(Beginning of Exercise data)

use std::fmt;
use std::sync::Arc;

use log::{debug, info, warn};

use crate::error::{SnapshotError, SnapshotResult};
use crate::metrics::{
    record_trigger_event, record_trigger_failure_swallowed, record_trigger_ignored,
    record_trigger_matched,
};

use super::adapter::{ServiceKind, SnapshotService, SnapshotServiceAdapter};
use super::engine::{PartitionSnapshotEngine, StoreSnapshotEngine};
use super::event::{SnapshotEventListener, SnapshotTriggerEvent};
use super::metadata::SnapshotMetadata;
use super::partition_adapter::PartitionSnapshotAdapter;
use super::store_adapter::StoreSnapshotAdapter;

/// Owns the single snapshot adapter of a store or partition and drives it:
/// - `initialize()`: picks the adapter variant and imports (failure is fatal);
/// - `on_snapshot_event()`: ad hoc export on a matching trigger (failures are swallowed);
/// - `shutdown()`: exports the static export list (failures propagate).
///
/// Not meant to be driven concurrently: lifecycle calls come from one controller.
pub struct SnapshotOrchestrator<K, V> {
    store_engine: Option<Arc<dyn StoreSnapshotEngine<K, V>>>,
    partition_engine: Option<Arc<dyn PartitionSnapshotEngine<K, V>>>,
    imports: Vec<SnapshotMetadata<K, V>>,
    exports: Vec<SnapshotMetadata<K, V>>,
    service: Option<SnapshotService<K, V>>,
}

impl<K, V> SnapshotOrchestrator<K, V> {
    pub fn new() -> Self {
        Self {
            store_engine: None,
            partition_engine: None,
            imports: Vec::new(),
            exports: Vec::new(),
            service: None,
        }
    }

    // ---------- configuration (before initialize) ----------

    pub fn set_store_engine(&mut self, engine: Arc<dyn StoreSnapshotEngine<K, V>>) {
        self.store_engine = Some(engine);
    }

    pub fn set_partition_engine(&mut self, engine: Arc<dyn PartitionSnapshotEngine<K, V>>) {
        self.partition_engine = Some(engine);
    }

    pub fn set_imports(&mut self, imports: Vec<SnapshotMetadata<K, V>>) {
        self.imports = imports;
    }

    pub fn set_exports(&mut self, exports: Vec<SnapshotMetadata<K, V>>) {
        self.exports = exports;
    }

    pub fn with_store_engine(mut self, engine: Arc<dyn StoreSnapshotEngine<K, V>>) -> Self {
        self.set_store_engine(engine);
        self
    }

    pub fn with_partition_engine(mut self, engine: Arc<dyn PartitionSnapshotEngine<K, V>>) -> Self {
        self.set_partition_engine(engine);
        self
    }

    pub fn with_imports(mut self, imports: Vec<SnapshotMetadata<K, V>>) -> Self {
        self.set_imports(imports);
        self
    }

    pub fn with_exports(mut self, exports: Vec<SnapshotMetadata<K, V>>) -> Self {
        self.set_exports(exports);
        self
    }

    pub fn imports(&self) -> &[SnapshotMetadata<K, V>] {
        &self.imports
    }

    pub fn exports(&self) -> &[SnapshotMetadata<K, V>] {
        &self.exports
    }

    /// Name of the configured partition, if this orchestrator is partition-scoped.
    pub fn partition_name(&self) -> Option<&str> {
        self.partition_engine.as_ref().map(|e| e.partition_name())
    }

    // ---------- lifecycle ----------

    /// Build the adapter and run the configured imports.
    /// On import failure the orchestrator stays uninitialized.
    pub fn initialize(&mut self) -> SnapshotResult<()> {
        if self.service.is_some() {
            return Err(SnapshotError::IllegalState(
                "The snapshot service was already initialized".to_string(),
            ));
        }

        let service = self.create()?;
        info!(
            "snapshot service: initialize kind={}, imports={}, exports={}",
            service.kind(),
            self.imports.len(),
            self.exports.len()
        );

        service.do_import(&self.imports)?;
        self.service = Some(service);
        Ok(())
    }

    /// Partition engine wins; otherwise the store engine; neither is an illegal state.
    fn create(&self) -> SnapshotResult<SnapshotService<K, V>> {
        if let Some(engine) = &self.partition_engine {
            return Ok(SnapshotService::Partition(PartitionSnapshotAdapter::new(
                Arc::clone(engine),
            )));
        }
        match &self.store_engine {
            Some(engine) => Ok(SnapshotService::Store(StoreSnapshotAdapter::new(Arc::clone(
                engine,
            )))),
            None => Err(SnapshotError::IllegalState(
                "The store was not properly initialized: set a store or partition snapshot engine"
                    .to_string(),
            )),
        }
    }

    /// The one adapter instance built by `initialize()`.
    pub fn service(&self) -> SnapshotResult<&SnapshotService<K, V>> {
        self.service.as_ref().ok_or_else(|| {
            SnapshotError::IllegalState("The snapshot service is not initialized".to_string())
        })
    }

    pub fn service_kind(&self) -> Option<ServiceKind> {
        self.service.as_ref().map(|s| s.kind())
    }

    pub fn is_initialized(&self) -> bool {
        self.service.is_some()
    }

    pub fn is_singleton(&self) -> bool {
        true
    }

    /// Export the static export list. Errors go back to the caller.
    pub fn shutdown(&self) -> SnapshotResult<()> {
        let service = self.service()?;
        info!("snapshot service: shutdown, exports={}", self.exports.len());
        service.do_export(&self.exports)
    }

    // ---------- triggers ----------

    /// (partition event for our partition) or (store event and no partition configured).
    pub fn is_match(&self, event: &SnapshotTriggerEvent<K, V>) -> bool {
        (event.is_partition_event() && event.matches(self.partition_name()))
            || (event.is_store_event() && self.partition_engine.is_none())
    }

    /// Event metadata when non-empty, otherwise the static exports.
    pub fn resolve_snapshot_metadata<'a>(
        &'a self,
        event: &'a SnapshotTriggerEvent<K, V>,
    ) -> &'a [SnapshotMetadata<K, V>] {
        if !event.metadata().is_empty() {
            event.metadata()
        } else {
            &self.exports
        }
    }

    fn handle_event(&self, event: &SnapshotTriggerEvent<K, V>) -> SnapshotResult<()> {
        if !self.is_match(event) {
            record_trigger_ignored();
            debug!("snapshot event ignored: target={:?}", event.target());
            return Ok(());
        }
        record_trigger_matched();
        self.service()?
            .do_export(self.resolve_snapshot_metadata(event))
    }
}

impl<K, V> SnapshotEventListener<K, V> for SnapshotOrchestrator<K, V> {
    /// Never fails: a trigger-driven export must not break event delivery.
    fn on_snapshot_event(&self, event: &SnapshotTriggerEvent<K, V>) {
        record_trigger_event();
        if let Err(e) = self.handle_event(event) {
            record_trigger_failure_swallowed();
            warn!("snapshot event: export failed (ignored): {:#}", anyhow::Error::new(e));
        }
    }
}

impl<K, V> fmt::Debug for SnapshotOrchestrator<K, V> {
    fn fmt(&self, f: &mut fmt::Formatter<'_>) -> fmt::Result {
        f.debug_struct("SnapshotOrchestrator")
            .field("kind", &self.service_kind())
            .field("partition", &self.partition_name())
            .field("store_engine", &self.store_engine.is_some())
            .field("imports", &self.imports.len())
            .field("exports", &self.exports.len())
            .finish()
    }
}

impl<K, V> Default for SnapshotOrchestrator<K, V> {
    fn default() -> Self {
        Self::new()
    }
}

(End of Exercise data)

Task objective
What is needed here is an exact reproduction of all the entries.

Response box
use std::fmt;
use std::sync::Arc;

use log::{debug, info, warn};

use crate::error::{SnapshotError, SnapshotResult};
use crate::metrics::{
    record_trigger_event, record_trigger_failure_swallowed, record_trigger_ignored,
    record_trigger_matched,
};

use super::adapter::{ServiceKind, SnapshotService, SnapshotServiceAdapter};
use super::engine::{PartitionSnapshotEngine, StoreSnapshotEngine};
use super::event::{SnapshotEventListener, SnapshotTriggerEvent};
use super::metadata::SnapshotMetadata;
use super::partition_adapter::PartitionSnapshotAdapter;
use super::store_adapter::StoreSnapshotAdapter;

/// Owns the single snapshot adapter of a store or partition and drives it:
/// - `initialize()`: picks the adapter variant and imports (failure is fatal);
/// - `on_snapshot_event()`: ad hoc export on a matching trigger (failures are swallowed);
/// - `shutdown()`: exports the static export list (failures propagate).
///
/// Not meant to be driven concurrently: lifecycle calls come from one controller.
pub struct SnapshotOrchestrator<K, V> {
    store_engine: Option<Arc<dyn StoreSnapshotEngine<K, V>>>,
    partition_engine: Option<Arc<dyn PartitionSnapshotEngine<K, V>>>,
    imports: Vec<SnapshotMetadata<K, V>>,
    exports: Vec<SnapshotMetadata<K, V>>,
    service: Option<SnapshotService<K, V>>,
}

impl<K, V> SnapshotOrchestrator<K, V> {
    pub fn new() -> Self {
        Self {
            store_engine: None,
            partition_engine: None,
            imports: Vec::new(),
            exports: Vec::new(),
            service: None,
        }
    }

    // ---------- configuration (before initialize) ----------

    pub fn set_store_engine(&mut self, engine: Arc<dyn StoreSnapshotEngine<K, V>>) {
        self.store_engine = Some(engine);
    }

    pub fn set_partition_engine(&mut self, engine: Arc<dyn PartitionSnapshotEngine<K, V>>) {
        self.partition_engine = Some(engine);
    }

    pub fn set_imports(&mut self, imports: Vec<SnapshotMetadata<K, V>>) {
        self.imports = imports;
    }

    pub fn set_exports(&mut self, exports: Vec<SnapshotMetadata<K, V>>) {
        self.exports = exports;
    }

    pub fn with_store_engine(mut self, engine: Arc<dyn StoreSnapshotEngine<K, V>>) -> Self {
        self.set_store_engine(engine);
        self
    }

    pub fn with_partition_engine(mut self, engine: Arc<dyn PartitionSnapshotEngine<K, V>>) -> Self {
        self.set_partition_engine(engine);
        self
    }

    pub fn with_imports(mut self, imports: Vec<SnapshotMetadata<K, V>>) -> Self {
        self.set_imports(imports);
        self
    }

    pub fn with_exports(mut self, exports: Vec<SnapshotMetadata<K, V>>) -> Self {
        self.set_exports(exports);
        self
    }

    pub fn imports(&self) -> &[SnapshotMetadata<K, V>] {
        &self.imports
    }

    pub fn exports(&self) -> &[SnapshotMetadata<K, V>] {
        &self.exports
    }

    /// Name of the configured partition, if this orchestrator is partition-scoped.
    pub fn partition_name(&self) -> Option<&str> {
        self.partition_engine.as_ref().map(|e| e.partition_name())
    }

    // ---------- lifecycle ----------

    /// Build the adapter and run the configured imports.
    /// On import failure the orchestrator stays uninitialized.
    pub fn initialize(&mut self) -> SnapshotResult<()> {
        if self.service.is_some() {
            return Err(SnapshotError::IllegalState(
                "The snapshot service was already initialized".to_string(),
            ));
        }

        let service = self.create()?;
        info!(
            "snapshot service: initialize kind={}, imports={}, exports={}",
            service.kind(),
            self.imports.len(),
            self.exports.len()
        );

        service.do_import(&self.imports)?;
        self.service = Some(service);
        Ok(())
    }

    /// Partition engine wins; otherwise the store engine; neither is an illegal state.
    fn create(&self) -> SnapshotResult<SnapshotService<K, V>> {
        if let Some(engine) = &self.partition_engine {
            return Ok(SnapshotService::Partition(PartitionSnapshotAdapter::new(
                Arc::clone(engine),
            )));
        }
        match &self.store_engine {
            Some(engine) => Ok(SnapshotService::Store(StoreSnapshotAdapter::new(Arc::clone(
                engine,
            )))),
            None => Err(SnapshotError::IllegalState(
                "The store was not properly initialized: set a store or partition snapshot engine"
                    .to_string(),
            )),
        }
    }

    /// The one adapter instance built by `initialize()`.
    pub fn service(&self) -> SnapshotResult<&SnapshotService<K, V>> {
        self.service.as_ref().ok_or_else(|| {
            SnapshotError::IllegalState("The snapshot service is not initialized".to_string())
        })
    }

    pub fn service_kind(&self) -> Option<ServiceKind> {
        self.service.as_ref().map(|s| s.kind())
    }

    pub fn is_initialized(&self) -> bool {
        self.service.is_some()
    }

    pub fn is_singleton(&self) -> bool {
        true
    }

    /// Export the static export list. Errors go back to the caller.
    pub fn shutdown(&self) -> SnapshotResult<()> {
        let service = self.service()?;
        info!("snapshot service: shutdown, exports={}", self.exports.len());
        service.do_export(&self.exports)
    }

    // ---------- triggers ----------

    /// (partition event for our partition) or (store event and no partition configured).
    pub fn is_match(&self, event: &SnapshotTriggerEvent<K, V>) -> bool {
        (event.is_partition_event() && event.matches(self.partition_name()))
            || (event.is_store_event() && self.partition_engine.is_none())
    }

    /// Event metadata when non-empty, otherwise the static exports.
    pub fn resolve_snapshot_metadata<'a>(
        &'a self,
        event: &'a SnapshotTriggerEvent<K, V>,
    ) -> &'a [SnapshotMetadata<K, V>] {
        if !event.metadata().is_empty() {
            event.metadata()
        } else {
            &self.exports
        }
    }

    fn handle_event(&self, event: &SnapshotTriggerEvent<K, V>) -> SnapshotResult<()> {
        if !self.is_match(event) {
            record_trigger_ignored();
            debug!("snapshot event ignored: target={:?}", event.target());
            return Ok(());
        }
        record_trigger_matched();
        self.service()?
            .do_export(self.resolve_snapshot_metadata(event))
    }
}

impl<K, V> SnapshotEventListener<K, V> for SnapshotOrchestrator<K, V> {
    /// Never fails: a trigger-driven export must not break event delivery.
    fn on_snapshot_event(&self, event: &SnapshotTriggerEvent<K, V>) {
        record_trigger_event();
        if let Err(e) = self.handle_event(event) {
            record_trigger_failure_swallowed();
            warn!("snapshot event: export failed (ignored): {:#}", anyhow::Error::new(e));
        }
    }
}

impl<K, V> fmt::Debug for SnapshotOrchestrator<K, V> {
    fn fmt(&self, f: &mut fmt::Formatter<'_>) -> fmt::Result {
        f.debug_struct("SnapshotOrchestrator")
            .field("kind", &self.service_kind())
            .field("partition", &self.partition_name())
            .field("store_engine", &self.store_engine.is_some())
            .field("imports", &self.imports.len())
            .field("exports", &self.exports.len())
            .finish()
    }
}

impl<K, V> Default for SnapshotOrchestrator<K, V> {
    fn default() -> Self {
        Self::new()
    }
}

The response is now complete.